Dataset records
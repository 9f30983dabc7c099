//! Console summaries and synthetic data for demos and tests.
use crate::datasets::Sample;
use crate::element::Element;
use crate::matrix::Matrix;
use crate::metrics::argmax;
use crate::network::Network;
use anyhow::{anyhow, Result};
use rand::Rng;

/// Print model summary
pub fn print_model_summary<F: Element>(network: &Network<F>) {
    println!("Model Summary:\n{}", network);
    for (i, w) in network.weights().iter().enumerate() {
        println!("  weights[{}]: {} x {}", i, w.rows(), w.cols());
    }
}

/// Print simple table for per-epoch values
pub fn print_summary_table(values: &[f64], title: &str) {
    println!("\n{} Summary Table:", title);
    println!("+----------------+------------+");
    println!("| Epoch          | Value      |");
    println!("+----------------+------------+");
    for (i, v) in values.iter().enumerate() {
        println!("| {:<14} | {:>10.6} |", i + 1, v);
    }
    if !values.is_empty() {
        let avg = values.iter().sum::<f64>() / values.len() as f64;
        println!("+----------------+------------+");
        println!("| {:<14} | {:>10.6} |", "Average", avg);
    }
    println!("+----------------+------------+");
}

/// Generate synthetic data: inputs and targets drawn from `[0.01, 0.99)`,
/// labelled with the target's arg-max.
pub fn generate_synthetic_data<F: Element, R: Rng + ?Sized>(
    n_samples: usize,
    input_size: usize,
    output_size: usize,
    rng: &mut R,
) -> Result<Vec<Sample<F>>> {
    if input_size == 0 || output_size == 0 {
        return Err(anyhow!("synthetic data needs non-empty inputs and outputs"));
    }
    let mut draw = |n: usize| -> Result<Matrix<F>> {
        let values: Vec<F> = (0..n).map(|_| F::of(rng.gen_range(0.01..0.99))).collect();
        Ok(Matrix::column(&values)?)
    };
    (0..n_samples)
        .map(|_| {
            let input = draw(input_size)?;
            let target = draw(output_size)?;
            let label = argmax(&target).map_or(0, |r| r.index);
            Ok(Sample { input, target, label })
        })
        .collect()
}

#[cfg(test)]
mod tests {
    use super::*;
    use rand::rngs::StdRng;
    use rand::SeedableRng;

    #[test]
    fn synthetic_values_stay_in_sigmoid_range() {
        let mut rng = StdRng::seed_from_u64(3);
        let data = generate_synthetic_data::<f64, _>(20, 5, 3, &mut rng).unwrap();
        assert_eq!(data.len(), 20);
        for s in &data {
            assert_eq!(s.input.shape(), (5, 1));
            assert_eq!(s.target.shape(), (3, 1));
            assert!(s.input.iter().chain(s.target.iter()).all(|&v| v > 0.0 && v < 1.0));
            assert_eq!(argmax(&s.target).unwrap().index, s.label);
        }
    }

    #[test]
    fn synthetic_data_rejects_empty_shapes() {
        let mut rng = StdRng::seed_from_u64(0);
        assert!(generate_synthetic_data::<f32, _>(1, 0, 2, &mut rng).is_err());
    }
}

- [Exercise directions]: Each line above with the word "StdRng" needs to be copied.

- [Solution to this problem]:
    use rand::rngs::StdRng;
        let mut rng = StdRng::seed_from_u64(3);
        let mut rng = StdRng::seed_from_u64(0);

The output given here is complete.